How to Grow and Care for a Pilea ‘Moon Valley’ Plant
Hello, Judy. Can you please give me some information about Pilea ‘Moon Valley?
There are over 600 different varieties of Pilea and the care instructions for all of them are just about the same.
Light: All Pilea plants need bright indirect light. Direct sun burns the leaves not enough light causes a Pilea plant to become leggy.
Water: The soil should be slightly moist but not soggy at all times. In the cooler months or when your plant is not producing new leaves, allow the top 2-3 inches of soil to dry out before watering.
Fertilizer: Feed every two weeks when actively growing with a basic houseplant fertilizer at 1/2 the recommended strength.
Temperature: The best temperature is between 60°-75°F (15.6-23.9°C)
Humidity: Pilea plants require very high humidity. If your home is dry, place your Pilea on a tray of pebbles filled with water. Be sure the plant is sitting on the pebbles and not in the water.
Flowering: A Pilea produces very small flowers that are over- shadowed by their distinctive leaves.
Pests: Spider mites, aphids, fungus gnats, scale, and thrip
Diseases: Because of the high humidity a Pilea plant requires, both bacterial and fungal leaf spot disease is a problem.
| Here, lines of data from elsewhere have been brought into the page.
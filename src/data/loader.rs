use std::io::Read;
use std::path::Path;

use ndarray::{Array3, Array4, Axis, ShapeBuilder};
use npyz::{DType, NpyFile, Order, TypeChar};

use super::error::VolumeError;
use super::model::{Volume, DISPLAY_CHANNELS};

// ---------------------------------------------------------------------------
// Public entry-point
// ---------------------------------------------------------------------------

/// Load one OCT volume from a `.npy` file.
///
/// The display label is the file name with its extension stripped.
pub fn load_volume(path: &Path) -> Result<Volume, VolumeError> {
    let bytes = std::fs::read(path).map_err(|source| VolumeError::Read {
        path: path.to_path_buf(),
        source,
    })?;
    let volume = read_volume(volume_label(path), &bytes[..])?;

    let (d, h, w) = volume.extent();
    log::info!(
        "Loaded volume '{}' ({d}x{h}x{w}, {} channels)",
        volume.name,
        volume.channels()
    );
    Ok(volume)
}

/// File stem used as the window label, e.g. `scan_07.npy` → `scan_07`.
pub fn volume_label(path: &Path) -> String {
    path.file_stem()
        .map(|s| s.to_string_lossy().into_owned())
        .unwrap_or_default()
}

/// Decode an in-memory `.npy` stream.
///
/// Accepted layouts:
/// * `(depth, height, width, channels)` – used as-is
/// * `(depth, height, width)` – grey-level, replicated into three channels
pub fn read_volume(name: String, reader: impl Read) -> Result<Volume, VolumeError> {
    let npy = NpyFile::new(reader).map_err(VolumeError::Decode)?;
    let shape: Vec<usize> = npy.shape().iter().map(|&n| n as usize).collect();
    let fortran = matches!(npy.order(), Order::Fortran);
    let values = widen_to_f32(npy)?;
    Volume::new(name, arrange(&shape, fortran, values)?)
}

// -- Element types --

/// Read all elements, widening any integer or float type to `f32`.
fn widen_to_f32<R: Read>(npy: NpyFile<R>) -> Result<Vec<f32>, VolumeError> {
    let type_str = match npy.dtype() {
        DType::Plain(ts) => ts,
        other => return Err(VolumeError::UnsupportedDtype(format!("{other:?}"))),
    };

    let values = match (type_str.type_char(), type_str.size_field()) {
        (TypeChar::Uint, 1) => convert(npy.into_vec::<u8>(), f32::from)?,
        (TypeChar::Uint, 2) => convert(npy.into_vec::<u16>(), f32::from)?,
        (TypeChar::Uint, 4) => convert(npy.into_vec::<u32>(), |v| v as f32)?,
        (TypeChar::Uint, 8) => convert(npy.into_vec::<u64>(), |v| v as f32)?,
        (TypeChar::Int, 1) => convert(npy.into_vec::<i8>(), f32::from)?,
        (TypeChar::Int, 2) => convert(npy.into_vec::<i16>(), f32::from)?,
        (TypeChar::Int, 4) => convert(npy.into_vec::<i32>(), |v| v as f32)?,
        (TypeChar::Int, 8) => convert(npy.into_vec::<i64>(), |v| v as f32)?,
        (TypeChar::Float, 4) => npy.into_vec::<f32>().map_err(VolumeError::Decode)?,
        (TypeChar::Float, 8) => convert(npy.into_vec::<f64>(), |v| v as f32)?,
        _ => return Err(VolumeError::UnsupportedDtype(type_str.to_string())),
    };
    Ok(values)
}

fn convert<T>(
    raw: std::io::Result<Vec<T>>,
    widen: impl Fn(T) -> f32,
) -> Result<Vec<f32>, VolumeError> {
    Ok(raw.map_err(VolumeError::Decode)?.into_iter().map(widen).collect())
}

// -- Shapes --

fn arrange(shape: &[usize], fortran: bool, values: Vec<f32>) -> Result<Array4<f32>, VolumeError> {
    match *shape {
        [d, h, w, c] => Ok(Array4::from_shape_vec((d, h, w, c).set_f(fortran), values)?),
        [d, h, w] => {
            let grey = Array3::from_shape_vec((d, h, w).set_f(fortran), values)?.insert_axis(Axis(3));
            let rgb = grey
                .broadcast((d, h, w, DISPLAY_CHANNELS))
                .ok_or_else(|| VolumeError::UnsupportedShape(shape.to_vec()))?;
            Ok(rgb.to_owned())
        }
        _ => Err(VolumeError::UnsupportedShape(shape.to_vec())),
    }
}
use crate::data::catalog::Catalog;
use crate::data::error::VolumeError;
use crate::data::loader::load_volume;
use crate::data::model::{Cursor, Slice, SliceAxis, Volume};
use crate::data::threshold::{apply_threshold, THRESHOLD_MAX};
use crate::events::{Key, PointerButton, Step, ViewerEvents};
use crate::surface::DisplaySurface;

// ---------------------------------------------------------------------------
// Viewer state
// ---------------------------------------------------------------------------

/// The full viewer state and behavior, independent of any window toolkit.
///
/// All drawing goes through the [`DisplaySurface`] it owns.
pub struct Viewer<S> {
    catalog: Catalog,

    /// Position in the catalog, always within `0..=catalog.last_index()`.
    catalog_index: usize,

    /// Where the three cross-sections meet. Not clamped when the volume changes.
    cursor: Cursor,

    /// Slider value; `THRESHOLD_MAX` shows the original volume.
    threshold: u8,

    /// Volume as loaded from disk.
    original: Volume,

    /// Volume as shown, derived from `original` and `threshold`.
    display: Volume,

    surface: S,
}

impl<S: DisplaySurface> Viewer<S> {
    /// Load the first catalog entry and draw it with the cursor centred.
    pub fn open(catalog: Catalog, surface: S) -> Result<Self, VolumeError> {
        let original = load_volume(catalog.path(0))?;
        let mut viewer = Self {
            catalog,
            catalog_index: 0,
            cursor: Cursor::centered(original.extent()),
            threshold: THRESHOLD_MAX,
            display: original.clone(),
            original,
            surface,
        };
        viewer.surface.set_title(&viewer.original.name);
        viewer.apply_threshold(THRESHOLD_MAX, false);
        viewer.render_volume_scatter();
        viewer.render_slices();
        Ok(viewer)
    }

    /// Read the current catalog entry from disk and rebuild the display volume.
    ///
    /// The cursor is kept as-is, even if it no longer fits the new volume.
    pub fn load_current(&mut self) -> Result<(), VolumeError> {
        let original = load_volume(self.catalog.path(self.catalog_index))?;
        self.surface.set_title(&original.name);
        self.original = original;
        self.apply_threshold(self.threshold, false);
        Ok(())
    }

    pub fn next_volume(&mut self) -> Result<(), VolumeError> {
        self.navigate(Step::Next)
    }

    pub fn prev_volume(&mut self) -> Result<(), VolumeError> {
        self.navigate(Step::Previous)
    }

    /// Move one step through the catalog, saturating at both ends, and reload.
    fn navigate(&mut self, step: Step) -> Result<(), VolumeError> {
        self.catalog_index = match step {
            Step::Next => (self.catalog_index + 1).min(self.catalog.last_index()),
            Step::Previous => self.catalog_index.saturating_sub(1),
        };
        log::debug!(
            "Showing volume {}/{}",
            self.catalog_index + 1,
            self.catalog.len()
        );
        self.load_current()?;
        self.render_volume_scatter();
        self.render_slices();
        Ok(())
    }

    /// Set the threshold and recompute the display volume from the original.
    pub fn apply_threshold(&mut self, threshold: u8, redraw: bool) {
        self.threshold = threshold;
        self.display = Volume {
            name: self.original.name.clone(),
            data: apply_threshold(&self.original.data, threshold),
        };
        log::debug!("Threshold set to {threshold}");
        if redraw {
            self.render_slices();
        }
    }

    /// Draw the three cross-sections at the cursor and request a repaint.
    ///
    /// If the cursor lies outside the display volume nothing is drawn and the
    /// previous panels stay on screen.
    pub fn render_slices(&mut self) {
        let slices: Result<Vec<Slice>, VolumeError> = SliceAxis::ALL
            .iter()
            .map(|&axis| self.display.slice(axis, &self.cursor))
            .collect();

        match slices {
            Ok(slices) => {
                for slice in slices {
                    self.surface.draw_slice(slice);
                }
                self.surface.request_redraw();
            }
            Err(err) => log::warn!("Cannot draw '{}' at {}: {err}", self.display.name, self.cursor),
        }
    }

    /// The 3-D panel is cleared and hidden; no scatter is drawn into it.
    pub fn render_volume_scatter(&mut self) {
        self.surface.clear_volume_panel();
    }

    // -- Accessors --

    pub fn catalog(&self) -> &Catalog {
        &self.catalog
    }

    pub fn catalog_index(&self) -> usize {
        self.catalog_index
    }

    pub fn cursor(&self) -> Cursor {
        self.cursor
    }

    pub fn threshold(&self) -> u8 {
        self.threshold
    }

    pub fn surface(&self) -> &S {
        &self.surface
    }

    pub fn surface_mut(&mut self) -> &mut S {
        &mut self.surface
    }
}

// ---------------------------------------------------------------------------
// Event handling
// ---------------------------------------------------------------------------

impl<S: DisplaySurface> ViewerEvents for Viewer<S> {
    fn on_navigate(&mut self, step: Step) -> Result<(), VolumeError> {
        match step {
            Step::Next => self.next_volume(),
            Step::Previous => self.prev_volume(),
        }
    }

    fn on_threshold_change(&mut self, value: u8) {
        self.apply_threshold(value, true);
    }

    /// Coordinates are truncated toward zero; negative values become 0.
    fn on_pointer_drag(&mut self, button: PointerButton, view: SliceAxis, x: f64, y: f64) {
        if button != PointerButton::Primary {
            return;
        }
        let (column, row) = (x as usize, y as usize);
        match view {
            SliceAxis::Z => {
                self.cursor.x = column;
                self.cursor.y = row;
            }
            SliceAxis::X => {
                self.cursor.x = column;
                self.cursor.z = row;
            }
            SliceAxis::Y => {
                self.cursor.y = column;
                self.cursor.z = row;
            }
        }
        log::debug!("Cursor moved to {}", self.cursor);
        self.render_slices();
    }

    fn on_key_press(&mut self, key: Key) -> Result<(), VolumeError> {
        match key {
            Key::Right => self.next_volume(),
            Key::Left => self.prev_volume(),
            Key::Other => Ok(()),
        }
    }
}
You can help prevent plant diseases by keeping the leaves dry and providing good air circulation around the plant. A commercial fungicide can be used to treat leaf spot disease.
Soil: Use a basic houseplant mix that is airy and drains quickly. Add some peat moss or other organic matter to help Pilea plants develop a good root structure.
Pot Size: These are one of the few plants do not like to be root bound; but since Pileas are small plants, their pot size is rarely larger than 8″.
Pruning: Pilea plants become very leggy and unattractive unless they are frequently cut back.